After The Japan Times and the Shukan Bunshun weekly magazine reported on her plight, she received an outpouring of worldwide sympathy and support.

Over 2.4 million readers have read her blog since Dec. 11; her story has been reported internationally. It has transformed her into both an icon of resistance against stalkers and Japan’s seedy entertainment industry. Her blog and Internet sites are full of writing and comments expressing support for her, including many from stalking victims and even beauty pageant contestants.

And now she has one unlikely new ally: Akie Abe, the wife of Prime Minister Shinzo Abe.

Akie Abe was a judge for the 2013 Miss International contest. When she wrote on her Facebook page about the event, she was inundated with comments asking why she did not do anything to help Yoshimatsu.

She replied Dec. 17: “I was unaware of what happened to (her). I would like to find out the truth.”

It’s not surprising that she was unaware: Yoshimatsu, by discussing her refusal to sign with the rumored mob-linked Burning Productions and K-Dash, violated one of Japan’s great taboos.

The mainstream Japanese media, fearing the loss of access to the talent agency-owned celebrities or possible retaliation, have mostly ignored her story. Those who did later appeared to backtrack. The tabloid Sports Nippon wrote an article but then deleted it within hours. Yahoo News Japan had a section on the Miss International Contest problems but took it down in a day. One website removed posts about her from the most popular rankings.

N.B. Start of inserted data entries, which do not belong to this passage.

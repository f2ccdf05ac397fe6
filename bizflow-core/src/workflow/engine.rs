//! Workflow instance manager and task engine
//!
//! Every operation on a workflow runs under that workflow's lock. Collaborator calls
//! (directory, notifier, handlers) happen outside store transactions; each transaction
//! re-checks the state it depends on before mutating.

use chrono::{DateTime, Duration, Utc};
use rust_decimal::prelude::FromPrimitive;
use rust_decimal::Decimal;
use serde::Serialize;
use std::collections::{HashMap, HashSet};
use std::str::FromStr;
use std::sync::Arc;
use uuid::Uuid;

use crate::error::{EngineError, EngineResult, EntityRef};
use crate::models::{
    ActionType, Actor, ApprovalProgress, Assignment, CompanyId, EngineConfiguration,
    NewWorkflow, Performer, TaskDefinition, TaskKind, TaskStatus, TaskType, UserId, Workflow,
    WorkflowEvent, WorkflowStatus, WorkflowTask, WorkflowTemplate,
};
use crate::services::collaborators::{
    with_timeout, ActionRequest, Directory, HandlerRegistry, Notification, Notifier,
};
use crate::services::logging;
use crate::workflow::conditions::{self, lookup};
use crate::workflow::locks::{EntityGuard, EntityLocks};
use crate::workflow::persistence::WorkflowPersistence;
use crate::workflow::router::ApprovalRouter;
use crate::workflow::templates::TemplateStore;
use crate::workflow::transitions::{self, Session};
use crate::workflow::validator::WorkflowValidator;

/// Timeouts the engine applies
#[derive(Debug, Clone, Copy)]
pub struct EngineSettings {
    /// Wait bound for a workflow lock
    pub lock_timeout: std::time::Duration,
    /// Bound on every collaborator call
    pub collaborator_timeout: std::time::Duration,
}

impl Default for EngineSettings {
    fn default() -> Self {
        Self::from_config(&EngineConfiguration::default())
    }
}

impl EngineSettings {
    pub fn from_config(config: &EngineConfiguration) -> Self {
        Self {
            lock_timeout: std::time::Duration::from_millis(config.lock_timeout_ms),
            collaborator_timeout: std::time::Duration::from_secs(
                config.collaborator_timeout_seconds,
            ),
        }
    }
}
/// Templates drive instantiation: versioning, auto start and company scoping
#[tokio::test]
async fn test_template_instantiation() {
    let h = harness(FakeDirectory::default());
    let engine = h.orchestrator.engine();
    let templates = h.orchestrator.templates();

    let mut draft = template_draft("Expense claim", vec![review("a", 1)]);
    draft.auto_start = true;
    let template = templates.create(draft).unwrap();

    let workflow = engine
        .create_workflow(NewWorkflow::from_template(COMPANY, template.id, "Claim #1", INITIATOR))
        .await
        .unwrap();
    assert_eq!(workflow.status, WorkflowStatus::Active);
    assert_eq!(workflow.template_version, Some(1));
    assert_eq!(workflow.workflow_type.as_deref(), Some("Finance"));

    let err = engine
        .create_workflow(NewWorkflow::from_template(COMPANY + 1, template.id, "Claim", INITIATOR))
        .await
        .unwrap_err();
    assert_eq!(err.kind(), ErrorKind::NotFound);

    templates.deactivate(template.id).unwrap();
    let err = engine
        .create_workflow(NewWorkflow::from_template(COMPANY, template.id, "Claim #2", INITIATOR))
        .await
        .unwrap_err();
    assert_eq!(err.kind(), ErrorKind::InvalidState);
}

/// An auto-start template that cannot start leaves nothing behind
#[tokio::test]
async fn test_failed_auto_start_persists_nothing() {
    let h = harness(FakeDirectory::default());
    let engine = h.orchestrator.engine();
    let mut draft = template_draft("Expense claim", vec![expense_approval("approve", 1)]);
    draft.auto_start = true;
    let template = h.orchestrator.templates().create(draft).unwrap();

    let err = engine
        .create_workflow(
            NewWorkflow::from_template(COMPANY, template.id, "Claim #1", INITIATOR)
                .with_data(serde_json::json!({ "amount": 300 })),
        )
        .await
        .unwrap_err();
    assert_eq!(err.kind(), ErrorKind::NoApprovalRule);
    assert!(engine.list_workflows(COMPANY, None).is_empty());
    assert!(engine.list_my_tasks(COMPANY, INITIATOR, None).is_empty());
}

/// Comments are accepted in any task state but never empty
#[tokio::test]
async fn test_comments() {
    let h = harness(FakeDirectory::default());
    let engine = h.orchestrator.engine();
    let wf = ad_hoc_workflow(&engine, serde_json::json!({}), vec![review("a", 1)]).await;
    let a = task_by_key(&engine, wf, "a");

    let err = engine.comment(a.id, "  ", Actor::User(INITIATOR)).await.unwrap_err();
    assert_eq!(err.kind(), ErrorKind::Validation);

    engine.start(wf, Actor::User(INITIATOR)).await.unwrap();
    engine.complete(a.id, None, Performer::user(INITIATOR)).await.unwrap();
    engine
        .comment(a.id, "filed with receipts", Actor::User(INITIATOR))
        .await
        .unwrap();

    let actions = engine.task_actions(a.id).unwrap();
    let last = actions.last().unwrap();
    assert_eq!(last.action_type, ActionType::Comment);
    assert_eq!(last.comments.as_deref(), Some("filed with receipts"));
}
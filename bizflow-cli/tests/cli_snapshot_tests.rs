//! Help output and end-to-end runs of the bizflow binary against a temporary store


use cli_tests::{get_help_text, get_version_text, run_bizflow};
use std::path::{Path, PathBuf};

const VERSION: &str = env!("CARGO_PKG_VERSION");

/// Write a config pointing at a store inside `dir`
fn init_config(dir: &Path) -> PathBuf {
    let config = dir.join("config.toml");
    let store = dir.join("store.json");
    run_bizflow(
        Some(&config),
        &["config", "init", "--store", store.to_str().unwrap()],
    )
    .expect("config init failed");
    config
}

fn json(output: &str) -> serde_json::Value {
    serde_json::from_str(output).unwrap_or_else(|e| panic!("not JSON ({}): {}", e, output))
}

/// The help header carries the binary name and version
#[test]
fn test_help_includes_version() {
    let help_text = get_help_text().expect("Failed to get help text");
    assert!(
        help_text.contains(&format!("bizflow - {}", VERSION)),
        "Help text should include 'bizflow - {}'\nActual: {}",
        VERSION,
        help_text
    );
}

#[test]
fn test_version_output() {
    let version_text = get_version_text().expect("Failed to get version text");
    assert!(version_text.contains(VERSION));
}

/// Every top-level command is listed
#[test]
fn test_help_shows_commands() {
    let help_text = get_help_text().expect("Failed to get help text");

    let expected_commands = vec![
        "template",
        "workflow",
        "task",
        "approval",
        "automation",
        "stats",
        "scheduler",
        "config",
        "help",
    ];
    for command in expected_commands {
        assert!(
            help_text.contains(command),
            "Help text should list '{}'\nActual: {}",
            command,
            help_text
        );
    }
}

/// Config init writes a file that config show reads back
#[test]
fn test_config_init_and_show() {
    let dir = tempfile::tempdir().unwrap();
    let config = init_config(dir.path());
    assert!(config.exists());

    let shown = json(&run_bizflow(Some(&config), &["config", "show", "--json"]).unwrap());
    assert_eq!(
        shown["store_path"].as_str().unwrap(),
        dir.path().join("store.json").to_str().unwrap()
    );
    assert_eq!(shown["worker_pool_size"], 4);
}

/// Template to completed workflow through the command line
#[test]
fn test_template_workflow_roundtrip() {
    let dir = tempfile::tempdir().unwrap();
    let config = init_config(dir.path());

    let template_file = dir.path().join("onboarding.yaml");
    std::fs::write(
        &template_file,
        r#"company_id: 1
name: Onboarding
category: HR
created_by: 100
template_config:
  tasks:
    - key: laptop
      name: Order laptop
      step: 1
      type: review
    - key: badge
      name: Print badge
      step: 2
      depends_on: [laptop]
      type: review
"#,
    )
    .unwrap();

    let template = json(
        &run_bizflow(
            Some(&config),
            &["template", "create", template_file.to_str().unwrap(), "--json"],
        )
        .unwrap(),
    );
    assert_eq!(template["version"], 1);
    let template_id = template["id"].as_str().unwrap().to_string();

    let created = json(
        &run_bizflow(
            Some(&config),
            &[
                "workflow", "create", "New hire", "--template", &template_id, "--initiator",
                "100", "--json",
            ],
        )
        .unwrap(),
    );
    assert_eq!(created["workflow"]["status"], "draft");
    let workflow_id = created["workflow"]["id"].as_str().unwrap().to_string();

    let started = json(
        &run_bizflow(
            Some(&config),
            &["workflow", "start", &workflow_id, "--user", "100", "--json"],
        )
        .unwrap(),
    );
    assert_eq!(started["status"], "active");

    for key in ["laptop", "badge"] {
        let details = json(
            &run_bizflow(Some(&config), &["workflow", "get", &workflow_id, "--json"]).unwrap(),
        );
        let task_id = details["tasks"]
            .as_array()
            .unwrap()
            .iter()
            .find(|t| t["key"] == key)
            .and_then(|t| t["id"].as_str())
            .unwrap()
            .to_string();
        let task = json(
            &run_bizflow(
                Some(&config),
                &["task", "complete", &task_id, "--user", "100", "--json"],
            )
            .unwrap(),
        );
        assert_eq!(task["status"], "completed");
    }

    let details =
        json(&run_bizflow(Some(&config), &["workflow", "get", &workflow_id, "--json"]).unwrap());
    assert_eq!(details["workflow"]["status"], "completed");
    assert_eq!(details["workflow"]["progress_percentage"], 100.0);

    let stats = json(&run_bizflow(Some(&config), &["stats", "--json"]).unwrap());
    assert_eq!(stats["workflows_by_status"]["completed"], 1);
}

/// Engine errors exit non-zero with their kind
#[test]
fn test_unknown_workflow_reports_not_found() {
    let dir = tempfile::tempdir().unwrap();
    let config = init_config(dir.path());

    let err = run_bizflow(
        Some(&config),
        &["workflow", "get", "7f1c4c9e-3d7b-4f5e-9a53-0f3c2b1d9e11"],
    )
    .unwrap_err();
    assert!(err.contains("not_found"), "unexpected error: {}", err);
}
impl WorkflowValidator {
    /// Validate retry policy
    /// - max_attempts: 1-10
    /// - initial_delay: 1-300s
    /// - backoff_multiplier >= 1.0
    /// - max delay cap: 600s (enforced in calculation, not validated here)
    pub fn validate_retry_policy(policy: &RetryPolicy) -> ValidationResult {
        let mut result = ValidationResult::new();

        if policy.max_attempts < 1 {
            result.add_error("max_attempts", "max_attempts must be at least 1");
        }
        if policy.max_attempts > 10 {
            result.add_error("max_attempts", "max_attempts cannot exceed 10");
        }

        if policy.initial_delay_seconds < 1 {
            result.add_error(
                "initial_delay_seconds",
                "initial_delay_seconds must be at least 1",
            );
        }
        if policy.initial_delay_seconds > 300 {
            result.add_error(
                "initial_delay_seconds",
                "initial_delay_seconds cannot exceed 300",
            );
        }

        if policy.backoff_multiplier < 1.0 {
            result.add_error("backoff_multiplier", "backoff_multiplier must be at least 1.0");
        }

        if policy.exponential_backoff && policy.backoff_multiplier > 3.0 {
            result.add_warning(format!(
                "High backoff_multiplier ({}) with exponential backoff may reach max delay (600s) quickly",
                policy.backoff_multiplier
            ));
        }

        result
    }

    /// Validate a template draft
    pub fn validate_template(draft: &TemplateDraft) -> ValidationResult {
        let mut result = ValidationResult::new();

        if draft.name.trim().is_empty() {
            result.add_error("name", "Template name cannot be empty");
        }
        if draft.template_config.tasks.is_empty() {
            result.add_error("template_config.tasks", "Template must define at least one task");
        }

        result.merge(
            "template_config",
            Self::validate_task_graph(&draft.template_config.tasks),
        );

        if let Some(schema) = &draft.data_schema {
            if let Err(e) = jsonschema::JSONSchema::compile(schema) {
                result.add_error("data_schema", format!("Invalid JSON schema: {}", e));
            }
        }

        result
    }

    /// Validate a task graph: unique keys, known dependencies, no forward or cyclic edges
    pub fn validate_task_graph(tasks: &[TaskDefinition]) -> ValidationResult {
        let mut result = ValidationResult::new();
        let mut by_key: HashMap<&str, &TaskDefinition> = HashMap::new();

        for (index, task) in tasks.iter().enumerate() {
            let field = format!("tasks[{}]", index);
            if task.key.trim().is_empty() {
                result.add_error(format!("{}.key", field), "Task key cannot be empty");
            }
            if task.name.trim().is_empty() {
                result.add_error(format!("{}.name", field), "Task name cannot be empty");
            }
            if by_key.insert(task.key.as_str(), task).is_some() {
                result.add_error(
                    format!("{}.key", field),
                    format!("Duplicate task key '{}'", task.key),
                );
            }
            Self::validate_task_kind(&field, task, &mut result);
        }

        for task in tasks {
            for dep in &task.depends_on {
                match by_key.get(dep.as_str()) {
                    None => result.add_error(
                        format!("{}.depends_on", task.key),
                        format!("Unknown dependency '{}'", dep),
                    ),
                    Some(upstream) if upstream.step > task.step => result.add_error(
                        format!("{}.depends_on", task.key),
                        format!(
                            "Forward dependency on '{}' (step {} > step {})",
                            dep, upstream.step, task.step
                        ),
                    ),
                    Some(_) => {}
                }
            }
        }

        if let Some(cycle) = Self::detect_circular_dependencies(tasks) {
            result.add_error(
                "depends_on",
                format!(
                    "Circular dependency detected: {} → {}",
                    cycle.join(" → "),
                    cycle[0]
                ),
            );
        }

        result
    }

    fn validate_task_kind(field: &str, task: &TaskDefinition, result: &mut ValidationResult) {
        match &task.kind {
            TaskKind::Approval {
                approval_type,
                amount,
                amount_field,
                ..
            } => {
                if let Some(name) = amount_field {
                    if name.trim().is_empty() {
                        result.add_error(
                            format!("{}.amount_field", field),
                            "amount_field cannot be empty",
                        );
                    }
                }
                if approval_type.is_some() && amount.is_none() && amount_field.is_none() {
                    result.add_warning(format!(
                        "Approval task '{}' has no amount; it will be routed as amount 0",
                        task.key
                    ));
                }
                if amount.is_some_and(|a| a < Decimal::ZERO) {
                    result.add_error(format!("{}.amount", field), "amount cannot be negative");
                }
            }
            TaskKind::Automated { handler, .. } => {
                if handler.trim().is_empty() {
                    result.add_error(
                        format!("{}.handler", field),
                        "Automated task must name a handler",
                    );
                }
            }
            TaskKind::Notification { subject, .. } => {
                if subject.trim().is_empty() {
                    result.add_error(
                        format!("{}.subject", field),
                        "Notification subject cannot be empty",
                    );
                }
            }
            TaskKind::Conditional { conditions } => {
                if conditions.is_empty() {
                    result.add_warning(format!(
                        "Conditional task '{}' has no conditions and always passes",
                        task.key
                    ));
                }
            }
            TaskKind::Review { .. } | TaskKind::DataEntry { .. } => {}
        }

        if task.auto_assign && task.assigned_role.is_none() {
            result.add_error(
                format!("{}.assigned_role", field),
                "auto_assign requires assigned_role",
            );
        }
    }

    /// Detect circular dependencies using DFS cycle detection
    fn detect_circular_dependencies(tasks: &[TaskDefinition]) -> Option<Vec<String>> {
        let edges: HashMap<&str, Vec<&str>> = tasks
            .iter()
            .map(|t| {
                (
                    t.key.as_str(),
                    t.depends_on.iter().map(String::as_str).collect(),
                )
            })
            .collect();

        let mut visited = HashSet::new();
        let mut rec_stack = HashSet::new();
        let mut parent = HashMap::new();

        fn dfs<'a>(
            node: &'a str,
            edges: &HashMap<&'a str, Vec<&'a str>>,
            visited: &mut HashSet<&'a str>,
            rec_stack: &mut HashSet<&'a str>,
            parent: &mut HashMap<&'a str, &'a str>,
        ) -> Option<Vec<String>> {
            visited.insert(node);
            rec_stack.insert(node);

            for &target in edges.get(node).into_iter().flatten() {
                if !edges.contains_key(target) {
                    // Unknown keys are reported separately
                    continue;
                }
                if !visited.contains(target) {
                    parent.insert(target, node);
                    if let Some(cycle) = dfs(target, edges, visited, rec_stack, parent) {
                        return Some(cycle);
                    }
                } else if rec_stack.contains(target) {
                    // Reconstruct path
                    let mut cycle = vec![target.to_string()];
                    let mut current = node;
                    while current != target {
                        cycle.push(current.to_string());
                        current = parent.get(current)?;
                    }
                    cycle.reverse();
                    return Some(cycle);
                }
            }

            rec_stack.remove(node);
            None
        }

        for task in tasks {
            let key = task.key.as_str();
            if !visited.contains(key) {
                if let Some(cycle) = dfs(key, &edges, &mut visited, &mut rec_stack, &mut parent) {
                    return Some(cycle);
                }
            }
        }
        None
    }

    /// Validate an approval rule draft
    pub fn validate_approval_rule(draft: &ApprovalRuleDraft) -> ValidationResult {
        let mut result = ValidationResult::new();

        if draft.name.trim().is_empty() {
            result.add_error("name", "Rule name cannot be empty");
        }
        if draft.approval_type.trim().is_empty() {
            result.add_error("approval_type", "approval_type cannot be empty");
        }
        if draft.approval_levels.is_empty() {
            result.add_error("approval_levels", "At least one approval level is required");
        }
        if draft.min_amount < Decimal::ZERO {
            result.add_error("min_amount", "min_amount cannot be negative");
        }
        if let Some(max) = draft.max_amount {
            if max < draft.min_amount {
                result.add_error("max_amount", "max_amount must not be below min_amount");
            }
        }
        if draft
            .auto_approve_threshold
            .is_some_and(|t| t < Decimal::ZERO)
        {
            result.add_error(
                "auto_approve_threshold",
                "auto_approve_threshold cannot be negative",
            );
        }
        if draft.escalation_timeout == 0 {
            result.add_error("escalation_timeout", "escalation_timeout must be at least 1 hour");
        }

        for pair in draft.approval_levels.windows(2) {
            if pair[1].level <= pair[0].level {
                result.add_error(
                    "approval_levels",
                    format!(
                        "Levels must be strictly increasing ({} after {})",
                        pair[1].level, pair[0].level
                    ),
                );
            }
        }
        for (index, level) in draft.approval_levels.iter().enumerate() {
            if level.role.trim().is_empty() {
                result.add_error(format!("approval_levels[{}].role", index), "Role cannot be empty");
            }
        }
        if let Some(first) = draft.approval_levels.first() {
            if first.min_amount.is_some_and(|m| m > draft.min_amount) {
                result.add_error(
                    "approval_levels[0].min_amount",
                    "The first level must apply to every amount the rule covers",
                );
            }
        }

        result
    }

    /// Validate an automation draft
    pub fn validate_automation(draft: &AutomationDraft) -> ValidationResult {
        let mut result = ValidationResult::new();

        if draft.name.trim().is_empty() {
            result.add_error("name", "Automation name cannot be empty");
        }

        match &draft.trigger {
            TriggerConfig::Scheduled { schedule } => {
                result.merge("trigger.schedule", Self::validate_schedule(schedule));
            }
            TriggerConfig::Triggered { events, .. } => {
                if events.is_empty() {
                    result.add_error("trigger.events", "At least one event is required");
                }
            }
            TriggerConfig::Conditional { cooldown_minutes } => {
                if draft.trigger_conditions.is_empty() {
                    result.add_error(
                        "trigger_conditions",
                        "Conditional automations need at least one condition",
                    );
                }
                if cooldown_minutes == &Some(0) {
                    result.add_error("trigger.cooldown_minutes", "cooldown_minutes must be at least 1");
                }
            }
        }

        match &draft.action {
            ActionConfig::CreateWorkflow { name, .. } => {
                if name.trim().is_empty() {
                    result.add_error("action.name", "Workflow name cannot be empty");
                }
            }
            ActionConfig::SendNotification {
                recipients,
                subject,
                ..
            } => {
                if recipients.is_empty() {
                    result.add_error("action.recipients", "At least one recipient is required");
                }
                if subject.trim().is_empty() {
                    result.add_error("action.subject", "Subject cannot be empty");
                }
            }
            ActionConfig::Webhook { url, method, .. } => {
                match url::Url::parse(url) {
                    Ok(parsed) if matches!(parsed.scheme(), "http" | "https") => {}
                    Ok(parsed) => result.add_error(
                        "action.url",
                        format!("Unsupported URL scheme '{}'", parsed.scheme()),
                    ),
                    Err(e) => result.add_error("action.url", format!("Invalid URL: {}", e)),
                }
                if reqwest::Method::from_bytes(method.to_ascii_uppercase().as_bytes()).is_err() {
                    result.add_error("action.method", format!("Invalid HTTP method '{}'", method));
                }
            }
            ActionConfig::Custom { handler } => {
                if handler.trim().is_empty() {
                    result.add_error("action.handler", "Handler name cannot be empty");
                }
            }
        }

        if let Some(policy) = &draft.retry_config {
            result.merge("retry_config", Self::validate_retry_policy(policy));
        }

        result
    }

    /// Validate calendar fields of a schedule
    pub fn validate_schedule(schedule: &ScheduleConfig) -> ValidationResult {
        let mut result = ValidationResult::new();
        let (hour, minute) = match schedule {
            ScheduleConfig::Interval { minutes } => {
                if *minutes == 0 {
                    result.add_error("minutes", "Interval must be at least 1 minute");
                }
                (0, 0)
            }
            ScheduleConfig::Hourly { minute } => (0, *minute),
            ScheduleConfig::Daily { hour, minute } | ScheduleConfig::Weekly { hour, minute, .. } => {
                (*hour, *minute)
            }
            ScheduleConfig::Monthly { day, hour, minute } => {
                if !(1..=31).contains(day) {
                    result.add_error("day", "day must be between 1 and 31");
                }
                (*hour, *minute)
            }
        };
        if hour > 23 {
            result.add_error("hour", "hour must be between 0 and 23");
        }
        if minute > 59 {
            result.add_error("minute", "minute must be between 0 and 59");
        }
        result
    }
}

When The International Culture Association told Yoshimatsu in November that they wanted her to hide and keep quiet, the executive briefing her admitted they were afraid of Taniguchi and wanted to avoid scandal. It was a knee-jerk response that resulted in many openly questioning whether the management had any concern for the welfare of the contestants or the plight of stalking victims.

On Dec. 18, Akie Abe commented again on Facebook: “Thank you for all the various information. I want to take the proper measures. Please give me a little time.” Shortly afterward, she contacted Yoshimatsu and on Wednesday, she met with her for over an hour and heard the details of what happened.

Yoshimatsu spoke to The Japan Times before the meeting and said: “I am very pleased that Mrs. Abe has showed concern not only for me but for the rights of all women in Japan. We need real laws that stop stalkers and prevent needless deaths and injuries before they happen. We need a society where the stalking of women is not tolerated — even if the stalker is a powerful and important man.”

The kind of stalking that Yoshimatsu has endured is commonplace, and insufficient laws often result in police action far too late.

A 33-year-old housewife was stabbed to death by an ex-boyfriend who stalked her in November 2012, after she spoke with police. Her stalker hired a private detective to find her. This October a high school student and budding actress was also stabbed to death after alerting police to her stalker.

Police in the Shibuya district of Tokyo have told Yoshimatsu that her case does not fit the stalking criteria because it’s not evident Taniguchi had romantic feelings toward her. They are considering other criminal charges.